The results of Seligman’s research gives you the answer as to what and how to change in order to be more consistently positive and optimistic. Having worked with him and his findings for two years, I offer several ideas from proven research.
· An optimist tells herself a good story, especially after a defeat. In Seligman’s words, to be more positive, use an “optimistic explanatory style.” For example, say, “The deal was almost done when the stock market hit the skids – not our fault; we’ll get them next time,” versus “I never win the big ones” or “It’s hopeless dealing with big committees.”
Perform a weekly act of gratitude – not just an arbitrary e-mail, but a handwritten note, a special phone call, a surprise cubicle visit. Your staff and employees will love it, but the real change happens to you.
Changing The Company Environment
Look at the average company (not yours, of course). Most, if not all, meetings are set up in the left-brained, logical, linear, sequential-thinking mode. Titles are left-brained as well: CEO, CFO, COO, CIO. There are budget meetings, operational meetings, and technology meetings. Where is the committee for creativity and innovation? Who got rewarded for the most innovative customer save or creative sale?
From a feng shui point of view, most of our offices are “hindquarters,” designed around where we put our rear ends; what we need are “headquarters,” places that encourage ideas and visionary solutions. While it is true that day-to-day business operations depend on logical decisions and structure, I think we’ve gone overboard. We need to encourage the creative thinking that anticipates the new environment.
Training CEOs
CEOs who pitch their tents in uncharted territory – a bit scared but enthusiastically optimistic about the future in the new world of technology, globalization and ever-aging employees – are the ultimate explorers. And these CEOs need to train as such. Here are four rules for CEOs, similar to the rules that would govern a world explorer.
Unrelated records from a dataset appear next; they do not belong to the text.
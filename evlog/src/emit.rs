use std::fmt;

use evlog_config::Config;
use evlog_drain::{DropObserver, NoopObserver, Pipeline, Sink};
use evlog_event::DrainContext;
use evlog_sampling::{Outcome, RoutesConfig, SamplingDecision, SamplingEngine};

use crate::enrich::{EnrichContext, Enricher};

/// The outcome of a finished request, reported alongside its event.
#[derive(Clone, Copy, Debug, Default, PartialEq, Eq)]
pub struct RequestOutcome {
    /// The HTTP response status.
    pub status: Option<u16>,
    /// The duration of the request in milliseconds.
    pub duration_ms: Option<u64>,
    /// The size of the response body in bytes.
    pub response_bytes: Option<u64>,
}

impl RequestOutcome {
    /// Creates an empty outcome.
    pub fn new() -> Self {
        Self::default()
    }

    /// Sets the response status.
    pub fn with_status(mut self, status: u16) -> Self {
        self.status = Some(status);
        self
    }

    /// Sets the duration.
    pub fn with_duration_ms(mut self, duration_ms: u64) -> Self {
        self.duration_ms = Some(duration_ms);
        self
    }

    /// Sets the response size.
    pub fn with_response_bytes(mut self, bytes: u64) -> Self {
        self.response_bytes = Some(bytes);
        self
    }
}

/// Routes finished events through sampling and enrichment into a drain pipeline.
///
/// This is the entry point called by request-scoped loggers once a unit of work has finished.
pub struct Evlog {
    engine: SamplingEngine,
    pipeline: Pipeline,
    routes: RoutesConfig,
    enrichers: Vec<Box<dyn Enricher>>,
}

impl Evlog {
    /// Creates an instance from an engine and a running pipeline.
    pub fn new(engine: SamplingEngine, pipeline: Pipeline) -> Self {
        Self {
            engine,
            pipeline,
            routes: RoutesConfig::default(),
            enrichers: Vec::new(),
        }
    }

    /// Starts a pipeline draining into `sink` and builds an instance from the config.
    ///
    /// Configs loaded through [`Config::from_path`] are already validated. For a hand-built config
    /// with zero drain sizes, the pipeline logs an error and uses defaults for those values.
    ///
    /// Must be called within a Tokio runtime.
    pub fn from_config<S>(config: &Config, sink: S) -> Self
    where
        S: Sink + 'static,
    {
        Self::from_config_with_observer(config, sink, NoopObserver)
    }

    /// Like [`from_config`](Self::from_config), reporting dropped events to `observer`.
    pub fn from_config_with_observer<S, O>(config: &Config, sink: S, observer: O) -> Self
    where
        S: Sink + 'static,
        O: DropObserver + 'static,
    {
        let engine = SamplingEngine::new(config.sampling.clone());
        let pipeline = Pipeline::start_with_observer(config.drain, sink, observer);
        Self::new(engine, pipeline).with_routes(config.routes.clone())
    }

    /// Sets route filtering and service names.
    pub fn with_routes(mut self, routes: RoutesConfig) -> Self {
        self.routes = routes;
        self
    }

    /// Appends an enricher. Enrichers run in the order they were added.
    pub fn with_enricher(mut self, enricher: impl Enricher + 'static) -> Self {
        self.enrichers.push(Box::new(enricher));
        self
    }

    /// Replaces the sampling engine.
    pub fn with_engine(mut self, engine: SamplingEngine) -> Self {
        self.engine = engine;
        self
    }

    /// Returns the sampling engine.
    pub fn engine(&self) -> &SamplingEngine {
        &self.engine
    }

    /// Returns the drain pipeline.
    pub fn pipeline(&self) -> &Pipeline {
        &self.pipeline
    }

    /// Decides on a finished event and, if kept, pushes it into the pipeline.
    ///
    /// The outcome is written to the event as `status` and `durationMs` before sampling. Returns
    /// `None` if the route filter excludes the request path, otherwise the sampling decision.
    pub fn emit(&self, mut context: DrainContext, outcome: RequestOutcome) -> Option<SamplingDecision> {
        if let Some(path) = context.path() {
            if !self.routes.filter.should_log(path) {
                evlog_log::trace!(path, "skipping event for filtered route");
                return None;
            }
        }

        let service = context
            .path()
            .and_then(|path| self.routes.services.service_for(path));
        if let Some(service) = service {
            context.event.service = service.to_owned();
        }

        if let Some(status) = outcome.status {
            context.event.set("status", status);
        }
        if let Some(duration_ms) = outcome.duration_ms {
            context.event.set("durationMs", duration_ms);
        }

        let decision = self
            .engine
            .decide(&context.event, &Outcome::from_context(&context));

        if decision.is_dropped() {
            return Some(decision);
        }

        if !self.enrichers.is_empty() {
            let (event, request, headers) = context.parts_mut();
            let mut ctx = EnrichContext {
                event,
                request,
                headers,
                outcome: &outcome,
            };
            for enricher in &self.enrichers {
                enricher.enrich(&mut ctx);
            }
        }

        self.pipeline.push(context);
        Some(decision)
    }

    /// Flushes all pending events.
    pub async fn flush(&self) {
        self.pipeline.flush().await
    }

    /// Flushes all pending events and stops the pipeline.
    pub async fn shutdown(&self) {
        self.pipeline.stop().await;
        evlog_log::debug!("evlog shut down");
    }
}

impl fmt::Debug for Evlog {
    fn fmt(&self, f: &mut fmt::Formatter<'_>) -> fmt::Result {
        f.debug_struct("Evlog")
            .field("engine", &self.engine)
            .field("pipeline", &self.pipeline)
            .field("routes", &self.routes)
            .field("enrichers", &self.enrichers.len())
            .finish()
    }
}
//! Common functionality for evlog.
#![warn(missing_docs)]

mod glob;

pub use crate::glob::*;
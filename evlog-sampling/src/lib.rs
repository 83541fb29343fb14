//! Sampling of wide events.
//!
//! Sampling decides for every finished event whether it is kept and handed to the drain
//! pipeline. It combines two stages:
//!
//!  - **Head sampling** keeps a random percentage of events per [`Level`](evlog_event::Level),
//!    configured through [`SampleRates`]. It does not need to know anything about the outcome of
//!    the work.
//!  - **Tail sampling** runs after the outcome is known. Every [`KeepRule`] and the optional
//!    [`KeepCallback`] are evaluated, and if any of them match, the event is kept even if head
//!    sampling dropped it.
//!
//! The entry point is [`SamplingEngine::decide`]. The engine holds no global state, and the
//! source of randomness is injected via [`RandomSource`].
//!
//! In addition, [`RouteFilter`] and [`RouteServices`] decide per request path whether events are
//! logged at all and which service they are attributed to.
//!
//! # Example
//!
//! ```yaml
//! rates:
//!   info: 10
//!   warn: 50
//! keep:
//!   - status: 400
//!   - duration: 1000
//!   - path: /api/checkout/**
//! ```
#![warn(missing_docs)]

pub mod condition;
pub mod config;
pub mod evaluation;
pub mod random;
pub mod routes;

pub use self::condition::*;
pub use self::config::*;
pub use self::evaluation::*;
pub use self::random::*;
pub use self::routes::*;
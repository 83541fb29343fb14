//! Buffering and delivery of kept events.
//!
//! A [`Pipeline`] accepts [`DrainContext`](evlog_event::DrainContext)s that passed sampling and
//! hands them to a [`Sink`] in batches. The pipeline is an explicitly constructed object: each
//! instance owns its buffer, its flush timer and its in-flight guard, so independent pipelines
//! never share state.
//!
//! # Flushing
//!
//! A flush is triggered by one of:
//!
//!  - the number of pending events reaching `batch.size`,
//!  - `batch.intervalMs` elapsing after the first event was buffered,
//!  - an explicit [`Pipeline::flush`] or [`Pipeline::stop`].
//!
//! Triggers that coincide coalesce into a single flush. A flush sends the pending events in
//! batches of at most `batch.size`, one batch at a time and in push order.
//!
//! # Failure handling
//!
//! A batch that fails to send is retried up to `retry.maxAttempts` times in total, waiting
//! according to [`Backoff`] in between. Once attempts are exhausted, the batch is passed to the
//! [`DropObserver`] together with the last [`SinkError`]. Sink errors never reach the caller of
//! [`Pipeline::push`].
//!
//! The buffer holds at most `maxBufferSize` events. When it is full, the oldest events are evicted
//! and reported to the observer without an error.
#![warn(missing_docs)]

mod config;
mod observer;
mod pipeline;
mod sink;
mod sleep_handle;

pub use self::config::*;
pub use self::observer::*;
pub use self::pipeline::*;
pub use self::sink::*;
pub use self::sleep_handle::*;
· Be as physically fit as you can possibly be so that your energy will be equal to the new business environment.
· Be as positive as you can be (realism with optimism) to leave a positive emotional wake.
· Construct an environment that requires creative innovation from all of your employees and staff as well as yourself.
Laugh more. “It’s not getting the point of the joke, it’s getting the point of joking that really matters.”